Geneva, Jan 24 (IANS) The World Health Organization (WHO) has announced that it was “too early” to declare the outbreak of the novel coronavirus in China a public health emergency of international concern (PHEIC), while warning that the number of cases may increase as much about the virus remains unknown.
“I am not declaring a public health emergency of the international concern today. As it was yesterday, the Emergency Committee was divided over whether the outbreak of novel coronavirus represents a PHEIC or not,” WHO Director-General Tedros Adhanom Ghebreyesus told the media here on Thursday night after a closed-door meeting of the Emergency Committee.
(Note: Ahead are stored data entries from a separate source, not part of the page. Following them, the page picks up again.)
//! Canonical board state.

use crate::entry::{EntryKey, EntrySnapshot, TextEntry};
use crate::keys::KeyGenerator;

/// The canonical entry collection plus the shared last-submission
/// timestamp.
///
/// The store owns this state; clients only ever hold snapshots derived
/// from it.
#[derive(Debug, Default)]
pub struct Board {
    entries: EntrySnapshot,
    last_submission_ms: u64,
    keys: KeyGenerator,
}

impl Board {
    pub fn new() -> Self {
        Self::default()
    }

    /// Append an entry under a fresh ordered key.
    pub fn push(&mut self, entry: TextEntry) -> EntryKey {
        let key = self.keys.next_key();
        self.entries.insert(key.clone(), entry.into());
        key
    }

    /// Remove an entry. Returns false when the key is unknown.
    pub fn remove(&mut self, key: &EntryKey) -> bool {
        self.entries.remove(key).is_some()
    }

    /// Last-write-wins overwrite of the shared timestamp.
    pub fn set_last_submission(&mut self, value: u64) {
        self.last_submission_ms = value;
    }

    pub fn last_submission(&self) -> u64 {
        self.last_submission_ms
    }

    /// The full current collection.
    pub fn snapshot(&self) -> EntrySnapshot {
        self.entries.clone()
    }

    pub fn len(&self) -> usize {
        self.entries.len()
    }

    pub fn is_empty(&self) -> bool {
        self.entries.is_empty()
    }
}
//! In-memory board store.

use super::{
    BoardStore, BoxFuture, StoreError, StoreEvent, StoreResult, StoreSubscription,
};
use crate::board::Board;
use crate::entry::{EntryKey, EntrySnapshot, TextEntry};
use std::sync::mpsc::{channel, Sender};
use std::sync::Mutex;

/// In-process store backing the server and tests.
///
/// Provides the collaborator semantics directly: append generates a
/// unique ordered key, the timestamp overwrite is last-write-wins, and
/// every mutation notifies all subscribers with the whole collection.
#[derive(Default)]
pub struct MemoryStore {
    board: Mutex<Board>,
    watchers: Mutex<Vec<Sender<StoreEvent>>>,
}

impl MemoryStore {
    pub fn new() -> Self {
        Self::default()
    }

    fn notify(&self, event: &StoreEvent) {
        if let Ok(mut watchers) = self.watchers.lock() {
            watchers.retain(|tx| tx.send(event.clone()).is_ok());
        }
    }
}

fn lock_error<T>(e: std::sync::PoisonError<T>) -> StoreError {
    StoreError::Other(format!("lock error: {e}"))
}

impl BoardStore for MemoryStore {
    fn snapshot(&self) -> BoxFuture<'_, StoreResult<EntrySnapshot>> {
        Box::pin(async move {
            let board = self.board.lock().map_err(lock_error)?;
            Ok(board.snapshot())
        })
    }

    fn last_submission(&self) -> BoxFuture<'_, StoreResult<u64>> {
        Box::pin(async move {
            let board = self.board.lock().map_err(lock_error)?;
            Ok(board.last_submission())
        })
    }

    fn push_entry(&self, entry: &TextEntry) -> BoxFuture<'_, StoreResult<EntryKey>> {
        let entry = entry.clone();
        Box::pin(async move {
            let (key, snapshot) = {
                let mut board = self.board.lock().map_err(lock_error)?;
                let key = board.push(entry);
                (key, board.snapshot())
            };
            self.notify(&StoreEvent::Entries(snapshot));
            Ok(key)
        })
    }

    fn set_last_submission(&self, value: u64) -> BoxFuture<'_, StoreResult<()>> {
        Box::pin(async move {
            {
                let mut board = self.board.lock().map_err(lock_error)?;
                board.set_last_submission(value);
            }
            self.notify(&StoreEvent::LastSubmission(value));
            Ok(())
        })
    }

    fn remove_entry(&self, key: &EntryKey) -> BoxFuture<'_, StoreResult<()>> {
        let key = key.clone();
        Box::pin(async move {
            let snapshot = {
                let mut board = self.board.lock().map_err(lock_error)?;
                if !board.remove(&key) {
                    return Err(StoreError::NotFound(key.to_string()));
                }
                board.snapshot()
            };
            self.notify(&StoreEvent::Entries(snapshot));
            Ok(())
        })
    }

    fn subscribe(&self) -> StoreSubscription {
        let (tx, rx) = channel();
        if let Ok(board) = self.board.lock() {
            let _ = tx.send(StoreEvent::Entries(board.snapshot()));
            let _ = tx.send(StoreEvent::LastSubmission(board.last_submission()));
        }
        if let Ok(mut watchers) = self.watchers.lock() {
            watchers.push(tx);
        }
        StoreSubscription { rx }
    }
}
//! # repairbus -- Bus Master for Repair Trainer Units
//!
//! `repairbus` is an asynchronous Rust library for driving a bus of
//! addressable hardware trainer units over a half-duplex serial link. Each
//! unit simulates repairable faults (a settable resistor and a jumper
//! field); the master polls unit health, commands target configurations,
//! and persists what each unit was last told to be.
//!
//! ## Quick Start
//!
//! ```no_run
//! use repairbus::BusBuilder;
//! use std::time::Duration;
//!
//! #[tokio::main]
//! async fn main() -> repairbus::Result<()> {
//!     let bus = BusBuilder::new()
//!         .serial_port("/dev/ttyUSB0")
//!         .auto_restore(true)
//!         .build()
//!         .await?;
//!
//!     bus.register_units(1..=12).await?;
//!     let _poller = bus.start_polling(Duration::from_millis(200));
//!
//!     loop {
//!         tokio::time::sleep(Duration::from_secs(1)).await;
//!         for unit in bus.snapshots().await? {
//!             println!(
//!                 "0x{:02X} {} resistor={} jumpers={}",
//!                 unit.address,
//!                 if unit.online { "online" } else { "offline" },
//!                 unit.resistor_status,
//!                 unit.jumpers_status,
//!             );
//!         }
//!     }
//! }
//! ```
//!
//! ## Architecture
//!
//! The library is organized as a workspace of focused crates:
//!
//! | Crate                    | Purpose                                      |
//! |--------------------------|----------------------------------------------|
//! | `repairbus-core`         | Frame codec, checksum, types, trait seams    |
//! | `repairbus-transport`    | Serial transport implementation              |
//! | `repairbus-master`       | Unit state machines, poll cycle, persistence |
//! | `repairbus-test-harness` | Mock transport and persistence for tests     |
//! | **`repairbus`**          | This facade crate -- re-exports everything   |
//!
//! A single coordinator task owns the serial port and every unit state
//! machine; applications talk to it through a [`BusHandle`]. Frames are
//! checksummed and resynchronized byte-by-byte after line noise, writes
//! are paced to one command per poll tick, and unit targets persist
//! through a write-behind store that never blocks the poll loop.

pub use repairbus_core::{
    checksum, code_to_ohms, events, frame, ohms_to_code, store, types, BusEvent, Command, Error,
    Frame, Result, SetPayload, StatusFlags, TargetRepository, TargetStore, Transport, UnitTarget,
    BROADCAST_ADDR, DISCONNECTED_CODE, MASTER_ADDR,
};

pub use repairbus_master::{
    BusBuilder, BusHandle, NullTargetStore, RepairPolicy, StatusReport, UnitSnapshot,
    WriteBehindStore,
};

pub use repairbus_transport::{SerialConfig, SerialTransport};
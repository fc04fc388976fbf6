//! Mock transport for deterministic testing of the protocol stack.
//!
//! [`MockTransport`] implements the [`Transport`] trait with pre-loaded
//! request/response pairs. This lets you test frame encoding, the poll
//! cycle, and unit state transitions without real hardware.
//!
//! # Example
//!
//! ```
//! use repairbus_test_harness::MockTransport;
//!
//! let mut mock = MockTransport::new();
//! // When the master broadcasts a Get, unit 0x05 answers with an Ack.
//! mock.expect(&[0xF0, 0x80, 0x04, 0x91, 0xB3],
//!             &[0x80, 0x05, 0x00, 0x88, 0x94]);
//! ```

use async_trait::async_trait;
use std::collections::VecDeque;
use std::sync::{Arc, Mutex, PoisonError};
use std::time::Duration;

use repairbus_core::error::{Error, Result};
use repairbus_core::transport::Transport;

/// A pre-loaded request/response pair for the mock transport.
#[derive(Debug, Clone)]
struct Expectation {
    /// The exact bytes we expect to be sent.
    request: Vec<u8>,
    /// The bytes the "units" put on the line in answer.
    response: Vec<u8>,
}

/// Shared view of everything sent through a [`MockTransport`].
///
/// Obtained from [`MockTransport::sent`] before the transport is moved
/// into the code under test; stays readable afterwards.
#[derive(Debug, Clone, Default)]
pub struct SentLog(Arc<Mutex<Vec<Vec<u8>>>>);

impl SentLog {
    /// All sends so far, one element per `send()` call.
    pub fn frames(&self) -> Vec<Vec<u8>> {
        self.0
            .lock()
            .unwrap_or_else(PoisonError::into_inner)
            .clone()
    }

    /// Number of `send()` calls so far.
    pub fn len(&self) -> usize {
        self.0.lock().unwrap_or_else(PoisonError::into_inner).len()
    }

    /// True when nothing has been sent yet.
    pub fn is_empty(&self) -> bool {
        self.len() == 0
    }

    fn push(&self, data: &[u8]) {
        self.0
            .lock()
            .unwrap_or_else(PoisonError::into_inner)
            .push(data.to_vec());
    }
}

/// A mock [`Transport`] for testing without hardware.
///
/// Expectations are consumed in order. When `send()` is called, the data
/// is recorded and matched against the next expectation; the matching
/// response is appended to an incoming byte queue that subsequent
/// `receive()` calls drain (partial reads included), mimicking a unit
/// answering on the half-duplex line.
///
/// If a send doesn't match, or the queue is exhausted, an error is
/// returned.
#[derive(Debug)]
pub struct MockTransport {
    /// Ordered queue of expected request/response pairs.
    expectations: VecDeque<Expectation>,
    /// Bytes "on the line", waiting to be received.
    incoming: VecDeque<u8>,
    /// Simulated outbound-buffer occupancy reported by `pending_out`.
    pending_out: usize,
    /// Whether the transport is "connected".
    connected: bool,
    /// Log of all bytes sent through this transport.
    sent_log: SentLog,
}

impl MockTransport {
    /// Create a new mock transport in the connected state.
    pub fn new() -> Self {
        MockTransport {
            expectations: VecDeque::new(),
            incoming: VecDeque::new(),
            pending_out: 0,
            connected: true,
            sent_log: SentLog::default(),
        }
    }

    /// Add an expected request/response pair.
    ///
    /// When `send()` is called with data matching `request`, `response` is
    /// queued for subsequent `receive()` calls. Pass an empty response for
    /// sends nothing answers.
    pub fn expect(&mut self, request: &[u8], response: &[u8]) {
        self.expectations.push_back(Expectation {
            request: request.to_vec(),
            response: response.to_vec(),
        });
    }

    /// Put bytes on the line without requiring a send first, as if a unit
    /// spoke unprompted.
    pub fn push_incoming(&mut self, data: &[u8]) {
        self.incoming.extend(data.iter().copied());
    }

    /// A shared handle to the log of sent data, usable after the
    /// transport has been moved into the code under test.
    pub fn sent(&self) -> SentLog {
        self.sent_log.clone()
    }

    /// Number of expectations not yet consumed.
    pub fn remaining_expectations(&self) -> usize {
        self.expectations.len()
    }

    /// Simulate an outbound hardware buffer that still holds `n` bytes.
    pub fn set_pending_out(&mut self, n: usize) {
        self.pending_out = n;
    }

    /// Set the connected state.
    ///
    /// When `false`, subsequent `send()` and `receive()` calls return
    /// [`Error::NotConnected`].
    pub fn set_connected(&mut self, connected: bool) {
        self.connected = connected;
    }
}

impl Default for MockTransport {
    fn default() -> Self {
        Self::new()
    }
}

#[async_trait]
impl Transport for MockTransport {
    async fn send(&mut self, data: &[u8]) -> Result<()> {
        if !self.connected {
            return Err(Error::NotConnected);
        }

        self.sent_log.push(data);

        if let Some(expectation) = self.expectations.pop_front() {
            if data != expectation.request.as_slice() {
                return Err(Error::Protocol(format!(
                    "unexpected send data: expected {:02X?}, got {:02X?}",
                    expectation.request, data
                )));
            }
            self.incoming.extend(expectation.response.iter().copied());
            Ok(())
        } else {
            Err(Error::Protocol(
                "no more expectations in mock transport".into(),
            ))
        }
    }

    async fn receive(&mut self, buf: &mut [u8], _timeout: Duration) -> Result<usize> {
        if !self.connected {
            return Err(Error::NotConnected);
        }

        if self.incoming.is_empty() {
            return Err(Error::Timeout);
        }

        let n = self.incoming.len().min(buf.len());
        for slot in buf.iter_mut().take(n) {
            // VecDeque is non-empty for the first n pops by construction.
            *slot = self.incoming.pop_front().unwrap_or_default();
        }
        Ok(n)
    }

    fn pending_out(&self) -> Result<usize> {
        if !self.connected {
            return Err(Error::NotConnected);
        }
        Ok(self.pending_out)
    }

    async fn close(&mut self) -> Result<()> {
        self.connected = false;
        self.incoming.clear();
        Ok(())
    }

    fn is_connected(&self) -> bool {
        self.connected
    }
}
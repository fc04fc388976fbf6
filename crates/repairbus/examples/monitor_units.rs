//! Poll a bus of units and print their status.
//!
//! Usage: monitor_units <serial-port> [max-address]
//!
//! Example: monitor_units /dev/ttyUSB0 12

use std::time::Duration;

use repairbus::BusBuilder;

#[tokio::main]
async fn main() -> anyhow::Result<()> {
    tracing_subscriber::fmt()
        .with_env_filter(
            tracing_subscriber::EnvFilter::try_from_default_env()
                .unwrap_or_else(|_| "info".into()),
        )
        .init();

    let mut args = std::env::args().skip(1);
    let port = args.next().unwrap_or_else(|| "/dev/ttyUSB0".to_string());
    let max_address: u8 = args.next().and_then(|s| s.parse().ok()).unwrap_or(12);

    let bus = BusBuilder::new()
        .serial_port(&port)
        .auto_restore(true)
        .build()
        .await?;

    bus.register_units(1..=max_address).await?;
    let _poller = bus.start_polling(Duration::from_millis(200));

    loop {
        tokio::time::sleep(Duration::from_secs(1)).await;
        println!("--- consumption: {:.0} ohm ---", bus.total_consumption().await?);
        for unit in bus.snapshots().await? {
            println!(
                "0x{:02X} {:<7} resistor={:<7} jumpers={:<7} {:<16} seen {}",
                unit.address,
                if unit.online { "online" } else { "offline" },
                unit.resistor_status,
                unit.jumpers_status,
                unit.resistor_value,
                unit.last_updated,
            );
        }
    }
}
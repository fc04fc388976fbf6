//! repairbus-test-harness: Mocks for testing repairbus without hardware.
//!
//! Provides [`MockTransport`] (expectation-based serial line) and
//! [`MockRepository`] (in-memory persistence with injectable failures).
//! Both are deterministic, so protocol and poll-cycle behavior can be
//! asserted byte-for-byte in ordinary `#[tokio::test]` functions.

pub mod mock_repository;
pub mod mock_transport;

pub use mock_repository::MockRepository;
pub use mock_transport::{MockTransport, SentLog};
//! Write-behind persistence for unit targets.
//!
//! [`WriteBehindStore`] keeps the authoritative in-memory copy of every
//! unit's last commanded target and defers durable writes to a background
//! flush task, so the poll loop never waits on the database. The flush
//! task blocks on a signal, then persists each address dirtied since the
//! previous round exactly once.
//!
//! [`NullTargetStore`] satisfies the same interface for installations that
//! run without a database, synthesizing a throwaway target per address.

use std::collections::{HashMap, HashSet};
use std::sync::{Arc, Mutex, MutexGuard, PoisonError};

use tokio::sync::Notify;
use tokio::task::JoinHandle;
use tokio_util::sync::CancellationToken;
use tracing::{debug, warn};

use repairbus_core::error::Result;
use repairbus_core::store::{TargetRepository, TargetStore};
use repairbus_core::types::UnitTarget;

use crate::unit::generate_jumper_value;

/// Shared state between the store front and its flush task.
struct Inner {
    state: Mutex<State>,
    wakeup: Notify,
}

struct State {
    targets: HashMap<u8, UnitTarget>,
    dirty: HashSet<u8>,
}

impl Inner {
    fn lock(&self) -> MutexGuard<'_, State> {
        self.state.lock().unwrap_or_else(PoisonError::into_inner)
    }
}

/// Write-behind cache over a [`TargetRepository`].
///
/// `set` is synchronous and immediately visible to subsequent `get`s; the
/// durable write happens on the background flush task. Durability is
/// best-effort: a crash loses at most the targets dirtied since the last
/// completed flush round.
pub struct WriteBehindStore {
    inner: Arc<Inner>,
    repository: Arc<dyn TargetRepository>,
    cancel: CancellationToken,
    flush_task: JoinHandle<()>,
}

impl WriteBehindStore {
    /// Load all persisted targets from `repository` and start the flush
    /// task.
    pub async fn new(repository: Arc<dyn TargetRepository>) -> Result<Self> {
        let records = repository.load_all().await?;
        debug!(count = records.len(), "loaded persisted unit targets");

        let mut targets = HashMap::new();
        for record in records {
            targets.insert(record.address, record);
        }

        let inner = Arc::new(Inner {
            state: Mutex::new(State {
                targets,
                dirty: HashSet::new(),
            }),
            wakeup: Notify::new(),
        });

        let cancel = CancellationToken::new();
        let flush_task = tokio::spawn(flush_loop(
            inner.clone(),
            repository.clone(),
            cancel.clone(),
        ));

        Ok(WriteBehindStore {
            inner,
            repository,
            cancel,
            flush_task,
        })
    }

    /// Run one flush round right now, persisting every currently-dirty
    /// address. Useful before shutdown; the background task makes calling
    /// this optional otherwise.
    pub async fn flush(&self) {
        flush_round(&self.inner, self.repository.as_ref()).await;
    }

    /// Number of addresses dirtied since the last completed flush round.
    pub fn dirty_len(&self) -> usize {
        self.inner.lock().dirty.len()
    }
}

impl TargetStore for WriteBehindStore {
    fn get(&self, address: u8) -> Option<UnitTarget> {
        self.inner.lock().targets.get(&address).copied()
    }

    fn set(&self, target: UnitTarget) {
        {
            let mut state = self.inner.lock();
            state.dirty.insert(target.address);
            state.targets.insert(target.address, target);
        }
        self.inner.wakeup.notify_one();
    }
}

impl Drop for WriteBehindStore {
    fn drop(&mut self) {
        // Graceful: let the flush task observe cancellation at its next
        // wait. Safety net: abort in case it is stuck inside a save.
        self.cancel.cancel();
        self.flush_task.abort();
    }
}

/// Background flush loop: wait for a signal, persist the dirty snapshot,
/// repeat.
async fn flush_loop(
    inner: Arc<Inner>,
    repository: Arc<dyn TargetRepository>,
    cancel: CancellationToken,
) {
    loop {
        tokio::select! {
            _ = cancel.cancelled() => {
                debug!("flush task cancelled");
                break;
            }
            _ = inner.wakeup.notified() => {
                flush_round(&inner, repository.as_ref()).await;
            }
        }
    }
}

/// Persist every address dirtied up to this point exactly once.
///
/// The dirty set is snapshotted and cleared atomically before any save, so
/// an address written again mid-flush lands in the next round's snapshot
/// rather than being lost. A failed save re-marks its address dirty; it is
/// retried on the next signal, and the poll loop never sees the error.
async fn flush_round(inner: &Inner, repository: &dyn TargetRepository) {
    let batch: Vec<UnitTarget> = {
        let mut state = inner.lock();
        let addresses: Vec<u8> = state.dirty.drain().collect();
        addresses
            .iter()
            .filter_map(|addr| state.targets.get(addr).copied())
            .collect()
    };

    for target in batch {
        if let Err(e) = repository.save(&target).await {
            warn!(
                address = target.address,
                error = %e,
                "failed to persist unit target, will retry on next flush"
            );
            inner.lock().dirty.insert(target.address);
        }
    }
}

/// No-op persistence for installations without a database.
///
/// Every `get` synthesizes a default target: zero resistor code and a
/// fresh random jumper pattern. Nothing is ever stored.
pub struct NullTargetStore;

impl TargetStore for NullTargetStore {
    fn get(&self, address: u8) -> Option<UnitTarget> {
        Some(UnitTarget {
            address,
            resistor_code: 0,
            jumper_value: generate_jumper_value(&mut rand::thread_rng()),
        })
    }

    fn set(&self, _target: UnitTarget) {}
}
“Make no mistake, though, this is an emergency in China. But it has not yet become a global health emergency. It may yet become one,” Tedros said, adding that WHO’s risk assessment is that the outbreak is a very high risk in China, and a high risk regionally and globally.
“I wish to reiterate that the fact I am not declaring a PHEIC today should not be taken as a sign that WHO does not think the situation is serious, or that we are not taking it seriously,” the WHO chief said.
The UN health agency extended its Emergency Committee discussions on whether to declare a PHEIC from Wednesday to Thursday.
The PHEIC is defined by the WHO as an extraordinary event that is determined to constitute a public health risk to other states through the international spread of disease and to potentially require a coordinated international response.
Tedros said that 584 cases were reported to the WHO, including 17 deaths.
A total of 575 of those cases and all of the deaths have been reported in China, with other cases reported in Japan, South Korea, Singapore, Thailand, the US and Vietnam.
Tedros said China has taken measures it believes appropriate to contain the spread of coronavirus in Wuhan, where the virus appears to have originated, and other cities, and WHO hoped that they will be both effective and short in their duration.
For the moment, the WHO does not recommend any broader restrictions on travel or trade, and recommends exit screening at airports as part of a comprehensive set of containment measures.
All countries should have in place measures to detect cases of coronavirus, including at health facilities, Tedros said.